Tuesday, August 11, 2009
C.A. Upholds Molestation Conviction of Ex-Radio Host
By Kenneth Ofgang , Staff Writer
The Fourth District Court of Appeal yesterday affirmed the conviction of a former Southern California radio personality on child molestation charges that could keep him incarcerated for life.
Div. Two affirmed the conviction of Raymond E. Peyton, who—according to a radio history website—began his career as “Rockin’ Ray” at San Bernardino’s KVCR in 1976. He went on to jobs as a newscaster, talk show host, program director, and voice-over announcer prior to his 2007 conviction on charges of assaulting a girlfriend’s daughter.
His career included stints at KRLA and KKLA in Los Angeles, and he was program director of Inland Empire station KCAA prior to his being convicted on five felony counts and being sentenced to 66 years to life in prison.
The justices yesterday agreed with defense counsel that Riverside Superior Court Judge Bernard Schwartz, who presided over Peyton’s trial, should not have permitted prosecutors to amend the information at the close of their case-in-chief.
But the error only affected one count, which resulted in a six-year prison term, the court ruled, leaving intact Peyton’s convictions on four counts of aggravated sexual assault, resulting in consecutive 15-years-to-life sentences.
The victim, identified only as K., was 12 years old when the events occurred in 2004. Her mother, who lived with Peyton in August and September of that year after having been diagnosed earlier with colon cancer, died that December.
K. testified to four separate incidents of molestation occurring in September, around the time of her birthday, all at night while she was watching television with Peyton while no one else was in the room. She said that she waited until late the following year to tell someone about what happened, in part because she blamed herself, and also because she was afraid she would not be believed and that her older brother would be accused.
Peyton testified that he did nothing inappropriate, although he admitted sitting with his arm around the girl, massaging her legs and her back, and kissing her.
The defense attacked the victim’s credibility, saying she was trying to get back at Peyton for refusing to adopt her and her brother. K. denied that she wanted Peyton to adopt her.
There was also “subtle innuendo” that K.’s brother was the molester, Justice Jeffrey King wrote for the Court of Appeal.
As originally filed, after Peyton waived his right to a preliminary hearing, the information charged him with four counts of aggravated sexual assault. At the close of the prosecution’s evidence, the judge—without objection by defense counsel—allowed the prosecution to add a charge of committing a lewd act.
The pleadings in the case, King explained in his opinion, “are a mess.” Prosecutors, he explained, initially pled the wrong dates—saying the crimes occurred in 2005— filed an amended complaint that again included erroneous dates, filed an information following the defendant’s preliminary hearing, still with the wrong dates, and then amended the information on the first day of trial to reflect the dates on which the molestations may have actually occurred.

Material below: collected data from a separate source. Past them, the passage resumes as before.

use actix_web::{get, web, HttpRequest, Responder};
use log::warn;
use serde::de::DeserializeOwned;
use crate::server::controller::error::CustomError;
use crate::server::model::menu_item::{
    parse_category_param, GetCategoriesResponse, GetMenuResponse, MenuQuery, SuggestionQuery,
};
use crate::server::model::CommonRequestParams;
use crate::server::state::AppState;

fn parse_query<T: DeserializeOwned>(req: &HttpRequest) -> Result<T, CustomError> {
    web::Query::<T>::from_query(req.query_string())
        .map(web::Query::into_inner)
        .map_err(|e| {
            warn!("failed to parse query string {:?}, {}", req.query_string(), e);
            CustomError::bad_request(e)
        })
}

#[get("/v1/restaurants/{id}/menu")]
/// menu of one restaurant, by category and search text
pub(crate) async fn get_restaurant_menu(id: web::Path<String>, req: HttpRequest, data: web::Data<AppState>) -> Result<impl Responder, CustomError> {
    let MenuQuery { category, search } = parse_query(&req)?;
    let page: CommonRequestParams = parse_query(&req)?;
    let category = parse_category_param(category.as_deref()).map_err(CustomError::bad_request)?;

    let items = data
        .get_catalog()
        .search_menu(&id, category, search.as_deref().unwrap_or_default())
        .ok_or(CustomError::ResourceNotFound)?;
    let total = items.len();

    Ok(web::Json(GetMenuResponse {
        total,
        items: page.paginate(items).into_iter().cloned().collect(),
    }))
}

#[get("/v1/restaurants/{id}/categories")]
/// category tabs of a restaurant page
pub(crate) async fn get_restaurant_categories(id: web::Path<String>, data: web::Data<AppState>) -> Result<impl Responder, CustomError> {
    let categories = data
        .get_catalog()
        .categories(&id)
        .ok_or(CustomError::ResourceNotFound)?;
    Ok(web::Json(GetCategoriesResponse { categories }))
}

#[get("/v1/menu")]
/// browse items of every restaurant
pub(crate) async fn get_menu(req: HttpRequest, data: web::Data<AppState>) -> Result<impl Responder, CustomError> {
    let MenuQuery { category, .. } = parse_query(&req)?;
    let page: CommonRequestParams = parse_query(&req)?;
    let category = parse_category_param(category.as_deref()).map_err(CustomError::bad_request)?;

    let items = data.get_catalog().browse(category);
    let total = items.len();
    Ok(web::Json(GetMenuResponse {
        total,
        items: page.paginate(items).into_iter().cloned().collect(),
    }))
}

#[get("/v1/suggestions")]
/// type-ahead over dish names, descriptions and categories
pub(crate) async fn get_suggestions(req: HttpRequest, data: web::Data<AppState>) -> Result<impl Responder, CustomError> {
    let SuggestionQuery { q } = parse_query(&req)?;
    Ok(web::Json(
        data.get_catalog().suggestions(q.as_deref().unwrap_or_default()),
    ))
}
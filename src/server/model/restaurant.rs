use serde::Serialize;
use crate::server::model::Cents;

#[derive(Debug, Clone, PartialEq, Serialize)]
pub(crate) struct Restaurant {
    pub id: String,
    pub name: String,
    pub image: String,
    pub cuisine: Vec<String>,
    pub rating: f32,
    pub review_count: u32,
    /// e.g. "25-35 min"
    pub delivery_time: String,
    pub delivery_fee: Cents,
    pub min_order: Cents,
    pub location: String,
    pub is_open: bool,
    pub badges: Vec<String>,
    pub description: String,
    pub address: String,
    pub phone: String,
}

impl Restaurant {
    pub fn delivery_window(&self) -> Option<DeliveryWindow> {
        DeliveryWindow::parse(&self.delivery_time)
    }
}

/// Delivery estimate in minutes, parsed from strings like "25-35 min".
#[derive(Debug, Clone, Copy, PartialEq, Eq)]
pub(crate) struct DeliveryWindow {
    pub min: u32,
    pub max: u32,
}

impl DeliveryWindow {
    pub fn parse(s: &str) -> Option<Self> {
        let range = s.trim().trim_end_matches("min").trim();
        let (min, max) = match range.split_once('-') {
            Some((lo, hi)) => (lo.trim().parse().ok()?, hi.trim().parse().ok()?),
            None => {
                let single = range.parse().ok()?;
                (single, single)
            }
        };
        (min <= max).then_some(Self { min, max })
    }
}

#[derive(Debug, Serialize)]
pub(crate) struct GetRestaurantsResponse {
    pub total: usize,
    pub restaurants: Vec<Restaurant>,
}

#[derive(Debug, Serialize)]
pub(crate) struct GetCuisinesResponse {
    pub cuisines: Vec<&'static str>,
}

#[cfg(test)]
mod tests {
    use super::*;

    #[test]
    fn parse_range() {
        assert_eq!(
            DeliveryWindow::parse("25-35 min"),
            Some(DeliveryWindow { min: 25, max: 35 })
        );
        assert_eq!(
            DeliveryWindow::parse(" 15 - 25min"),
            Some(DeliveryWindow { min: 15, max: 25 })
        );
    }

    #[test]
    fn parse_single_value() {
        assert_eq!(
            DeliveryWindow::parse("40 min"),
            Some(DeliveryWindow { min: 40, max: 40 })
        );
    }

    #[test]
    fn parse_garbage() {
        assert_eq!(DeliveryWindow::parse("soon"), None);
        assert_eq!(DeliveryWindow::parse("40-20 min"), None);
        assert_eq!(DeliveryWindow::parse(""), None);
    }
}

The lewd act count was then added by a second amendment, which prosecutors sought “to conform to proof.” The judge allowed it, he explained, because it was consistent with the victim’s testimony.
That amendment should not have been allowed, King wrote, “because it constituted an additional charge not pled in the amended complaint to which defendant waived his right to a preliminary hearing.” The amendment, he said, thus violated Penal Code Sec. 1009, which prohibits an amendment to an information “so as to charge an offense not shown by the evidence taken at the preliminary examination.”
A 1990 Court of Appeal case, King pointed out, applied that section to prohibit the amendment of an information adding new charges in a case where the preliminary hearing was waived.
King went on to say, however, that the aggravated sexual assault counts were properly pled and proven. Peyton, the justice concluded, had fair notice of those charges, as set forth in the amended complaint and second amended information, and was able to prepare and present a defense.
In unpublished portions of the opinion, the justice said there was sufficient evidence of duress to support each of the four remaining counts, and that there was no federal constitutional requirement that the issue of consecutive sentencing be submitted to the jury.
An Oregon Supreme Court decision requiring that juries, rather than judges, decide whether prosecutors have proven the specific facts required to impose consecutive sentences was recently reversed by the U.S. Supreme Court, King noted.
The case is People v. Peyton, E044069.